ブラジル:経済低迷により2015年販売見通しは21%減の278万台

各社は減産で対応する一方、市場の将来性を見込んで生産拠点は増強

2015/08/31

要 約

ブラジルの自動車販売台数

ブラジルの自動車生産・輸出台数

 ブラジルでは、国内経済の低迷により需要が減少し、自動車市場の縮小が続いている。主要輸出先のアルゼンチンとの自動車貿易は相互依存の関係にあり、景気低迷の影響も相互に受けている。また、政府の保護主義的な政策が、自動車産業に影響を及ぼしている。


 世界第4位のブラジルの自動車市場は、2012年に過去最高の380万台を記録した後に低迷。2014年は前年比7.1%減の350万台にとどまった。同年の生産台数は前年比15.3%減の315万台、うち輸出は41.1%減の33万台。国内需要低迷と主要輸出先であるアルゼンチン向け輸出の減少により、生産も減少した。
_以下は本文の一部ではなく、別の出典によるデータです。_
// Copyright 2025 Google LLC
//
// Licensed under the Apache License, Version 2.0 (the "License");
// you may not use this file except in compliance with the License.
// You may obtain a copy of the License at
//
//     https://www.apache.org/licenses/LICENSE-2.0
//
// Unless required by applicable law or agreed to in writing, software
// distributed under the License is distributed on an "AS IS" BASIS,
// WITHOUT WARRANTIES OR CONDITIONS OF ANY KIND, either express or implied.
// See the License for the specific language governing permissions and
// limitations under the License.

//! Send explicit JSON `null` values in request bodies.
//!
//! The generated models omit unset (`None`) fields from the request body. In
//! a `PATCH` request an omitted field is left unchanged by the service. To
//! clear a field the request must send it as `null`, the request builders
//! collect these fields as dotted paths of JSON field names, e.g.
//! `displayName` or `settings.timeZone`.
//!
//! A path may not name a field that also has a value in the request.

use gax::Result;
use serde_json::{Map, Value};

#[derive(thiserror::Error, Debug, PartialEq)]
#[non_exhaustive]
pub enum Error {
    #[error("the request body is not a JSON object")]
    BodyNotAnObject,
    #[error("empty path in the list of null fields")]
    EmptyPath,
    #[error("the null field path {0:?} contains an empty segment")]
    EmptySegment(String),
    #[error("the null field path {path:?} crosses {segment:?}, which is not an object")]
    NotAnObject { path: String, segment: String },
    #[error("the field {0:?} is listed as a null field but has a value")]
    FieldHasValue(String),
}

/// Serializes `body` and sets each field in `null_fields` to JSON `null`.
pub fn to_json<T>(body: &T, null_fields: &[String]) -> Result<Value>
where
    T: serde::Serialize,
{
    let value = serde_json::to_value(body).map_err(gax::error::Error::ser)?;
    apply(value, null_fields).map_err(gax::error::Error::ser)
}

/// Sets each field in `null_fields` to JSON `null`.
///
/// Missing intermediate objects are created. Fields that are already `null`
/// are left as-is.
pub fn apply(mut body: Value, null_fields: &[String]) -> std::result::Result<Value, Error> {
    if null_fields.is_empty() {
        return Ok(body);
    }
    let root = body.as_object_mut().ok_or(Error::BodyNotAnObject)?;
    for path in null_fields {
        set_null(root, path)?;
    }
    Ok(body)
}

fn set_null(root: &mut Map<String, Value>, path: &str) -> std::result::Result<(), Error> {
    if path.is_empty() {
        return Err(Error::EmptyPath);
    }
    let segments = path.split('.').collect::<Vec<_>>();
    if segments.iter().any(|s| s.is_empty()) {
        return Err(Error::EmptySegment(path.to_string()));
    }
    let (leaf, parents) = segments
        .split_last()
        .ok_or_else(|| Error::EmptySegment(path.to_string()))?;
    let mut object = root;
    for segment in parents {
        let child = object
            .entry(segment.to_string())
            .or_insert_with(|| Value::Object(Map::new()));
        if child.is_null() {
            *child = Value::Object(Map::new());
        }
        object = child.as_object_mut().ok_or_else(|| Error::NotAnObject {
            path: path.to_string(),
            segment: segment.to_string(),
        })?;
    }
    match object.get(*leaf) {
        Some(v) if !v.is_null() => Err(Error::FieldHasValue(path.to_string())),
        _ => {
            object.insert(leaf.to_string(), Value::Null);
            Ok(())
        }
    }
}

#[cfg(test)]
mod tests {
    use super::*;
    use pretty_assertions::assert_eq;
    use serde_json::json;
    use test_case::test_case;

    fn paths(p: &[&str]) -> Vec<String> {
        p.iter().map(|s| s.to_string()).collect()
    }

    #[test]
    fn none() -> anyhow::Result<()> {
        let body = json!({"name": "users/u1"});
        let got = apply(body.clone(), &[])?;
        assert_eq!(got, body);
        Ok(())
    }

    #[test]
    fn top_level() -> anyhow::Result<()> {
        let body = json!({"name": "users/u1"});
        let got = apply(body, &paths(&["nickname", "age"]))?;
        assert_eq!(got, json!({"name": "users/u1", "nickname": null, "age": null}));
        Ok(())
    }

    #[test]
    fn nested() -> anyhow::Result<()> {
        let body = json!({"name": "users/u1", "settings": {"locale": "en"}});
        let got = apply(
            body,
            &paths(&["settings.timeZone", "profile.photo.url", "labels.env"]),
        )?;
        assert_eq!(
            got,
            json!({
                "name": "users/u1",
                "settings": {"locale": "en", "timeZone": null},
                "profile": {"photo": {"url": null}},
                "labels": {"env": null},
            })
        );
        Ok(())
    }

    #[test]
    fn already_null() -> anyhow::Result<()> {
        let body = json!({"nickname": null, "settings": null});
        let got = apply(body, &paths(&["nickname", "settings.locale"]))?;
        assert_eq!(got, json!({"nickname": null, "settings": {"locale": null}}));
        Ok(())
    }

    #[test_case(json!({}), "", Error::EmptyPath; "empty path")]
    #[test_case(json!({}), "a..b", Error::EmptySegment("a..b".into()); "empty segment")]
    #[test_case(json!({}), "a.", Error::EmptySegment("a.".into()); "trailing dot")]
    #[test_case(json!({"a": 1}), "a.b", Error::NotAnObject{ path: "a.b".into(), segment: "a".into() }; "crosses scalar")]
    #[test_case(json!({"a": [1]}), "a.b", Error::NotAnObject{ path: "a.b".into(), segment: "a".into() }; "crosses array")]
    #[test_case(json!({"a": "x"}), "a", Error::FieldHasValue("a".into()); "has value")]
    #[test_case(json!({"a": {"b": 0}}), "a.b", Error::FieldHasValue("a.b".into()); "nested has value")]
    #[test_case(json!([]), "a", Error::BodyNotAnObject; "body is array")]
    fn errors(body: Value, path: &str, want: Error) {
        let got = apply(body, &paths(&[path]));
        assert_eq!(got, Err(want));
    }

    #[derive(serde::Serialize)]
    #[serde(rename_all = "camelCase")]
    struct Resource {
        #[serde(skip_serializing_if = "Option::is_none")]
        display_name: Option<String>,
        #[serde(skip_serializing_if = "Option::is_none")]
        height_feet: Option<f64>,
    }

    #[test]
    fn to_json_success() -> anyhow::Result<()> {
        let resource = Resource {
            display_name: Some("Alice".into()),
            height_feet: None,
        };
        let got = to_json(&resource, &paths(&["heightFeet"]))?;
        assert_eq!(got, json!({"displayName": "Alice", "heightFeet": null}));
        Ok(())
    }

    #[test]
    fn to_json_conflict() {
        let resource = Resource {
            display_name: Some("Alice".into()),
            height_feet: Some(6.2),
        };
        let err = to_json(&resource, &paths(&["heightFeet"])).unwrap_err();
        assert!(err.is_serialization(), "{err:?}");
    }
}
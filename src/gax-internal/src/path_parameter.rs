// Copyright 2025 Google LLC
//
// Licensed under the Apache License, Version 2.0 (the "License");
// you may not use this file except in compliance with the License.
// You may obtain a copy of the License at
//
//     https://www.apache.org/licenses/LICENSE-2.0
//
// Unless required by applicable law or agreed to in writing, software
// distributed under the License is distributed on an "AS IS" BASIS,
// WITHOUT WARRANTIES OR CONDITIONS OF ANY KIND, either express or implied.
// See the License for the specific language governing permissions and
// limitations under the License.

//! Errors binding request fields to the request path.
//!
//! Parameters used to build the request path (aka 'path parameters') are
//! required. The generated code returns an error when a parameter is missing
//! or empty, or when the URL template itself cannot be parsed.

#[derive(thiserror::Error, Debug)]
#[non_exhaustive]
pub enum Error {
    #[error("missing required parameter {0}")]
    MissingRequiredParameter(String),
    #[error("malformed URL template {template:?}: {reason}")]
    MalformedTemplate {
        template: String,
        reason: &'static str,
    },
}

pub fn missing(name: &str) -> gax::error::Error {
    gax::error::Error::binding(Error::MissingRequiredParameter(name.to_string()))
}

pub fn malformed(template: &str, reason: &'static str) -> gax::error::Error {
    gax::error::Error::binding(Error::MalformedTemplate {
        template: template.to_string(),
        reason,
    })
}

#[cfg(test)]
mod tests {
    use super::Error;
    use std::error::Error as _;

    #[test]
    fn missing() {
        let e = super::missing("abc123");
        assert!(e.is_binding(), "{e:?}");
        let fmt = format!("{e}");
        assert!(fmt.contains("abc123"), "{e:?}");
        let source = e.source().and_then(|e| e.downcast_ref::<Error>());
        assert!(
            matches!(source, Some(Error::MissingRequiredParameter(p)) if p == "abc123"),
            "{e:?}"
        );
    }

    #[test]
    fn malformed() {
        let e = super::malformed("v1/{name", "unterminated expression");
        assert!(e.is_binding(), "{e:?}");
        let source = e.source().and_then(|e| e.downcast_ref::<Error>());
        assert!(
            matches!(source, Some(Error::MalformedTemplate { template, .. }) if template == "v1/{name"),
            "{e:?}"
        );
    }
}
 2015年に入ってからも低迷が続き、ブラジル自動車工業会 (ANFAVEA) は、2015年初頭に発表した2015年通年見込みを4月と6月の2度にわたって下方修正。最新の予測では、販売を前年比20.6%減の278万台、生産を17.8%減の259万台と予測。輸出見込みは1.0%増の34万台を維持している(中大型商用車を含む)。

 ブラジル政府は国内生産を保護するため、2017年末まで輸入車に対する工業製品税 (IPI) を30%ポイント引き上げている。また2013~17年の新自動車政策では、研究開発への投資や製造工程の現地化を条件に、上記のIPI税率引き上げを減免するとして、国内生産の振興を図っている。

 現地生産を行うOEM各社は、需要低迷に対応して相次いで生産調整を行っている。その一方、ブラジル市場の将来性を見込んだ競争力強化のための中長期的投資計画や、IPI税率引き上げを免れるための現地生産化も進めている。


 LMC Automotiveが2015年第2四半期に発表した予測によると、2015年のブラジルでのライトビークル販売は前年比21%減の260万台となる見込み。状況の悪化により、250万台に下振れする可能性も高い。高い失業率と物価の高騰により、消費者は慎重な姿勢を強めている。深刻な経済低迷により、販売が300万台に戻るのは2019年以降となる見通し。